BEGIN MATERIALS PROVIDED

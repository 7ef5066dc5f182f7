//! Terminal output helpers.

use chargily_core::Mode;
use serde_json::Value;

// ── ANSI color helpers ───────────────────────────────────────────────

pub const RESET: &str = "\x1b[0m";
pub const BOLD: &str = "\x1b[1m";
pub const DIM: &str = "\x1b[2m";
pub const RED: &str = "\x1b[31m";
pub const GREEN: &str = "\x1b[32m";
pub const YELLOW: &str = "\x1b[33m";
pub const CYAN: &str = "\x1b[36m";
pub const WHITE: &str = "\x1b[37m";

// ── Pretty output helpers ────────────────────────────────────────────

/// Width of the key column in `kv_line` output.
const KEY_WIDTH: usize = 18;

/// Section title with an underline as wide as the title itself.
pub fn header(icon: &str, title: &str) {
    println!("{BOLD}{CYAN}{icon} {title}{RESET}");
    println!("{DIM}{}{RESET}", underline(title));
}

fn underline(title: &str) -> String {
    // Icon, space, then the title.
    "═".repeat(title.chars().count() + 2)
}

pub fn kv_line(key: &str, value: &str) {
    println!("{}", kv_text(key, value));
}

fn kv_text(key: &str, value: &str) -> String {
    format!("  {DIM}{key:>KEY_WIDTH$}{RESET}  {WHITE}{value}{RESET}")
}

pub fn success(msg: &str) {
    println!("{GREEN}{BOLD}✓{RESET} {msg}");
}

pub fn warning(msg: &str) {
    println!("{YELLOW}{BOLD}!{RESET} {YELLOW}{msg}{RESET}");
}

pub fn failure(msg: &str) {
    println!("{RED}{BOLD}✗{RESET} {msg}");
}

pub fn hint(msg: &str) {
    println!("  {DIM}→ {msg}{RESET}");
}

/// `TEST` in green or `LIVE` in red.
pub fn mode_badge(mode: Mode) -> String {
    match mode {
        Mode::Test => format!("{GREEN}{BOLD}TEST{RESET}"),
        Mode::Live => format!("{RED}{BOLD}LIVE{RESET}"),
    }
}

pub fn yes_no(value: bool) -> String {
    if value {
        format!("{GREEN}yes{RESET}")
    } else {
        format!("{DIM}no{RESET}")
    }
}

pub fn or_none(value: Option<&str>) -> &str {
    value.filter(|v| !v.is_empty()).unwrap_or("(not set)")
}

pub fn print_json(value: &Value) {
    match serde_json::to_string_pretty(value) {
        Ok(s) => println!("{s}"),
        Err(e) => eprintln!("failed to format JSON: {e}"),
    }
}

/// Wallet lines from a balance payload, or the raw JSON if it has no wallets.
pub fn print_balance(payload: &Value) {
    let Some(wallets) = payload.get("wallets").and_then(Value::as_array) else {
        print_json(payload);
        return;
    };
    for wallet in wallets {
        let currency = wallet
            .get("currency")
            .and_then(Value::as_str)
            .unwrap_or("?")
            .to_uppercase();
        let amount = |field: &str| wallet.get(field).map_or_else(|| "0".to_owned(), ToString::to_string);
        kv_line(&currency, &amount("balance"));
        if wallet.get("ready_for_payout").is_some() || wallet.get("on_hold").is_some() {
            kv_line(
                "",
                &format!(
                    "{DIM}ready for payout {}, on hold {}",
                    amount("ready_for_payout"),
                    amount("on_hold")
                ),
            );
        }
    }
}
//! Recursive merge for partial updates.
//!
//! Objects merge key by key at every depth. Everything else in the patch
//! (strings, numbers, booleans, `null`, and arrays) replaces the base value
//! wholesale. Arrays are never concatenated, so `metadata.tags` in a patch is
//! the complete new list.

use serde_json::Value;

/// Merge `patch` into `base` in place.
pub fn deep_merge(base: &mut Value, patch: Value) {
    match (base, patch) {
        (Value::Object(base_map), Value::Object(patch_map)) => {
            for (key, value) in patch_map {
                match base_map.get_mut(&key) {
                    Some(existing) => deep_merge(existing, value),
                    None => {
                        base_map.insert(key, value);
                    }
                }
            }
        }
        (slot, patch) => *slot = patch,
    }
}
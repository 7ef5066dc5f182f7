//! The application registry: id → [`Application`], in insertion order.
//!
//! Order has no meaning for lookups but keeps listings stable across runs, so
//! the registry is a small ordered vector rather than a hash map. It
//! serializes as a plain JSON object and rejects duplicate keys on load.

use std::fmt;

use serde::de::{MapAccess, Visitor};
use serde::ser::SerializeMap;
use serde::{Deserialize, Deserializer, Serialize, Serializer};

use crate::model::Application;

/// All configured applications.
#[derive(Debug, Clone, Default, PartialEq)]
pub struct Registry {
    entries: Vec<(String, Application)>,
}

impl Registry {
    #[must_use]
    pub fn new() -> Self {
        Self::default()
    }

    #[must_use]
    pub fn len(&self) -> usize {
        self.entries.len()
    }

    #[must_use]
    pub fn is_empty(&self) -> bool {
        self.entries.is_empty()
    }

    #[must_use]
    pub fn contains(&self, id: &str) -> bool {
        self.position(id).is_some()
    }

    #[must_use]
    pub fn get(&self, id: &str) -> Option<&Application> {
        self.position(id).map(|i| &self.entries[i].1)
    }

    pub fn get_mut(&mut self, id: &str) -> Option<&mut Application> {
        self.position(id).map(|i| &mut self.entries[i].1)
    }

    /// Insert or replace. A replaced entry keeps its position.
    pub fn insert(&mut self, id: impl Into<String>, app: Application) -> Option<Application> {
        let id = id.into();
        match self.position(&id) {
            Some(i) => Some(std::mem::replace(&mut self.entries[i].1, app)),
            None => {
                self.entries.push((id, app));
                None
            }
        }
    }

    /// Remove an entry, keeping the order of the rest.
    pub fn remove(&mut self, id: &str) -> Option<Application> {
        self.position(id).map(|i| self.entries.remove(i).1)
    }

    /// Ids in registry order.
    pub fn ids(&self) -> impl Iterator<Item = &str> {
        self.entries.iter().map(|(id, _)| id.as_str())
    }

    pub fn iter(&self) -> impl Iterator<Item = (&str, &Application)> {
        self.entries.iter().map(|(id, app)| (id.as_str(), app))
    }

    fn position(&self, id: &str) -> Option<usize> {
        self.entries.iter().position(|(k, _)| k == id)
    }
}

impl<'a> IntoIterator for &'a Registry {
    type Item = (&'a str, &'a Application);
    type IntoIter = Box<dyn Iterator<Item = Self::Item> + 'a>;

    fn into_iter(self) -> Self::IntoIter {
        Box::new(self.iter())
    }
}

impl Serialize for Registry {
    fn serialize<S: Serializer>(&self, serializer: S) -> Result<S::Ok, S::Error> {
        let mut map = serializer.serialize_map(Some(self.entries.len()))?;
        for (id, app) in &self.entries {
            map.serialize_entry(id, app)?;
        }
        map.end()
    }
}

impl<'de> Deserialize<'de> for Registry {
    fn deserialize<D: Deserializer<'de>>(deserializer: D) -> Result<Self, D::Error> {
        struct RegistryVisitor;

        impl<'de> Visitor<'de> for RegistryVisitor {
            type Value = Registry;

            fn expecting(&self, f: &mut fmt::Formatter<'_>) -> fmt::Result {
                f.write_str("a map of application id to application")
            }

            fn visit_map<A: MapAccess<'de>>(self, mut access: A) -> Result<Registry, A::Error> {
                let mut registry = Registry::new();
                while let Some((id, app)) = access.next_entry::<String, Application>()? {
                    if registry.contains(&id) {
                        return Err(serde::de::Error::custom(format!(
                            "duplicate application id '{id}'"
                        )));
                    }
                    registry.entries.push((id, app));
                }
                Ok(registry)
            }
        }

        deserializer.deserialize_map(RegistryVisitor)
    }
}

END MATERIALS PROVIDED
BEGIN MATERIALS PROVIDED

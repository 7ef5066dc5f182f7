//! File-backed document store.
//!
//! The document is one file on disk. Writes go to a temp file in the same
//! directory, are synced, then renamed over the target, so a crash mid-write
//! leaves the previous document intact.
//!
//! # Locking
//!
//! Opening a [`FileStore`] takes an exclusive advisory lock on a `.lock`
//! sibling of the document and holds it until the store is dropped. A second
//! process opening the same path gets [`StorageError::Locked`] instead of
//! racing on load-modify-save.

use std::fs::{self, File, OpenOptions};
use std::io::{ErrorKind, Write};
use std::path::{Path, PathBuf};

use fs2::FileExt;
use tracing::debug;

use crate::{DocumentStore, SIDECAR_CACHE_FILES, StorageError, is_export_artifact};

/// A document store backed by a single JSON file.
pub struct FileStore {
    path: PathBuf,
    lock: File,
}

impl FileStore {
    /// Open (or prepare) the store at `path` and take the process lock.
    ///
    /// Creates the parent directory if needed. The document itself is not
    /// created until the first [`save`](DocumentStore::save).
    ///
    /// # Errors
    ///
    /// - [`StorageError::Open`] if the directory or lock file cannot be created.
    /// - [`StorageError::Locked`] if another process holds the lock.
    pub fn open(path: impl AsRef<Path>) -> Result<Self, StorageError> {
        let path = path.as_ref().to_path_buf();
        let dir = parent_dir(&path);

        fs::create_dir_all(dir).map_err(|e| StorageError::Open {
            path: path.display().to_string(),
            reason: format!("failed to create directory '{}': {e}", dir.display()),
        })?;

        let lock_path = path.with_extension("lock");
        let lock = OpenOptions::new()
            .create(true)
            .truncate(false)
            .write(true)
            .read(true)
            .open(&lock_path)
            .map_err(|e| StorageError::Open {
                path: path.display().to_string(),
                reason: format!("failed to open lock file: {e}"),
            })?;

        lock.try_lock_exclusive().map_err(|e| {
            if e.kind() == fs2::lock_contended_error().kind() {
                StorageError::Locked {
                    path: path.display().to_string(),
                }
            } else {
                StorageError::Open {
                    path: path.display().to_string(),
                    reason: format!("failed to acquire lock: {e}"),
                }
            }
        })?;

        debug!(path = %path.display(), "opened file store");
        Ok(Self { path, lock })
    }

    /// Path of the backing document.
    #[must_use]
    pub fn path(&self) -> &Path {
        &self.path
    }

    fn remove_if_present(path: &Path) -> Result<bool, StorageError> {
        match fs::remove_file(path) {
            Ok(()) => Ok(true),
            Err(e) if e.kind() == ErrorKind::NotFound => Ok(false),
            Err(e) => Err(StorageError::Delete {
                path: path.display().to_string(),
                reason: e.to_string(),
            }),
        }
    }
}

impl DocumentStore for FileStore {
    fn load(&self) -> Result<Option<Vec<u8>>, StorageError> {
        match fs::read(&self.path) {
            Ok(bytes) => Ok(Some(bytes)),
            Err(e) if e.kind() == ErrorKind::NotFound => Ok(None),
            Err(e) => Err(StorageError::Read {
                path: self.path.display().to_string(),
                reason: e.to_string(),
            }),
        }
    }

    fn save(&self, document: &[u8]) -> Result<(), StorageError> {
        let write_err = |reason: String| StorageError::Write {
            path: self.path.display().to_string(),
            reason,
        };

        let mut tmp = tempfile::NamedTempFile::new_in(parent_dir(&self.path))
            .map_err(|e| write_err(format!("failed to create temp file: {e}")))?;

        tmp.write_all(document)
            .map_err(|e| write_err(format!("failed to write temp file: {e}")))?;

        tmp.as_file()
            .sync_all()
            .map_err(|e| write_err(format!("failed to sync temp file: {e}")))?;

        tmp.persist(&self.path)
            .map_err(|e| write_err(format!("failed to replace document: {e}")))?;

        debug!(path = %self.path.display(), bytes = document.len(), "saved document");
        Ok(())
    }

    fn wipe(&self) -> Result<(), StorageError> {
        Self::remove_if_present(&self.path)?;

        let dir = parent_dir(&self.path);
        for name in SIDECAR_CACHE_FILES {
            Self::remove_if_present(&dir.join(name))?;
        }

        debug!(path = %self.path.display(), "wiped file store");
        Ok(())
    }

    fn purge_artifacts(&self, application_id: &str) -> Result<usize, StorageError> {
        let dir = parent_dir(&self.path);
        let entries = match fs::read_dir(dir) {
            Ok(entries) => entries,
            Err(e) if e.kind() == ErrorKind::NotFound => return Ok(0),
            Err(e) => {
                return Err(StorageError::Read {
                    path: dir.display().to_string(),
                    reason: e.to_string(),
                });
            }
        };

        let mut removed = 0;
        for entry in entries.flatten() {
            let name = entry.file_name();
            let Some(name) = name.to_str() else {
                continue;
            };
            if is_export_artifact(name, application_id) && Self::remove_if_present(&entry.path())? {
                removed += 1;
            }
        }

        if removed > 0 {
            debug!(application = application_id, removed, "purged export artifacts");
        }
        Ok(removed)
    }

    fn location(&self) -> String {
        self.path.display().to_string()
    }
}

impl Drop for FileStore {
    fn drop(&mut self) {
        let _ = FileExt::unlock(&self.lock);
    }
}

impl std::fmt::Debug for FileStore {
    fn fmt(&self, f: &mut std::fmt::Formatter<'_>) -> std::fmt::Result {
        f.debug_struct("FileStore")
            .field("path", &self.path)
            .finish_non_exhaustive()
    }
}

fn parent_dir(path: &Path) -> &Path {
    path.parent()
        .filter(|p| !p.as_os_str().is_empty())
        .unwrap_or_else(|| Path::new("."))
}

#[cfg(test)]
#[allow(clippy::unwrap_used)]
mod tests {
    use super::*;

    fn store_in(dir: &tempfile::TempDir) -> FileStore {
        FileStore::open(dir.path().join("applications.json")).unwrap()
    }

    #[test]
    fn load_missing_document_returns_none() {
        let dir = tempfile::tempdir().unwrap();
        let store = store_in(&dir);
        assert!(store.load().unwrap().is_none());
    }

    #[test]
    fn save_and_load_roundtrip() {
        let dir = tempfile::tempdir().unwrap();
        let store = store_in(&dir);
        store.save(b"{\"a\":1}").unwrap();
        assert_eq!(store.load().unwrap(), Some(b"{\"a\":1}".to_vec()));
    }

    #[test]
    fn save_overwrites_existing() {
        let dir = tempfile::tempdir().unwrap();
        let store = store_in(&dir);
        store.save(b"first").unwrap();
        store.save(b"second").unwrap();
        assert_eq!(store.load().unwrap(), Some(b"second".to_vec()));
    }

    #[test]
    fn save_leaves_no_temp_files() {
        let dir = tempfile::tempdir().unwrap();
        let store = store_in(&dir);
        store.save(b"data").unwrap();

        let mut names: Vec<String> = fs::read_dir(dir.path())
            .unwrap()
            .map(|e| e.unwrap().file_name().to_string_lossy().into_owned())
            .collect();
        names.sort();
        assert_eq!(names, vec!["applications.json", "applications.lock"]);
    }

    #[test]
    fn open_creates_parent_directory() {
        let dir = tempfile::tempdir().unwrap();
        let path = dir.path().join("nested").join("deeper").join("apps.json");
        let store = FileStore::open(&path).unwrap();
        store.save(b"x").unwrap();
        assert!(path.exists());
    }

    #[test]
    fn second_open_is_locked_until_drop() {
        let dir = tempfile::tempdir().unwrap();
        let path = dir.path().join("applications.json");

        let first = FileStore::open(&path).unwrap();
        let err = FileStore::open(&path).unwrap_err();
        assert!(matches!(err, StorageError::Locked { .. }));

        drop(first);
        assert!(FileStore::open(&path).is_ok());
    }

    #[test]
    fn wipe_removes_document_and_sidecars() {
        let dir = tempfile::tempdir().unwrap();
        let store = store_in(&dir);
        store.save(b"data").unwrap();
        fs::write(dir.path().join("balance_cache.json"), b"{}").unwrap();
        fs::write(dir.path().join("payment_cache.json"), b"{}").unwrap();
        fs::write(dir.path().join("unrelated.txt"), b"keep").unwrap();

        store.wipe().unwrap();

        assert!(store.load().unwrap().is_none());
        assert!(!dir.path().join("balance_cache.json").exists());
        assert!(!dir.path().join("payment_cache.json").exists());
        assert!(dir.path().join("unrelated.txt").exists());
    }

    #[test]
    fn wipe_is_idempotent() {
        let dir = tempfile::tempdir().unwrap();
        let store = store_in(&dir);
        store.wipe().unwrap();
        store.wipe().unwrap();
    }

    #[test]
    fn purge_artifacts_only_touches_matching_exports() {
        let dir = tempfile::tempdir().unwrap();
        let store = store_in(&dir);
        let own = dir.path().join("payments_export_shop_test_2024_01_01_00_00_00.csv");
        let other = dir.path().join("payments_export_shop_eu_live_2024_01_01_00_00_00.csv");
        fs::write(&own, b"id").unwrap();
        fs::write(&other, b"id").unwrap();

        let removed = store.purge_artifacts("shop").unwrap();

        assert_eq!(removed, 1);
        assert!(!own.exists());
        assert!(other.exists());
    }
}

END MATERIALS PROVIDED

▸ WORK INSTRUCTIONS:
With the data above as the source, tally the lines that include the string "FileExt", and give that figure alone.

▸ RESULT FOR THIS TASK:
2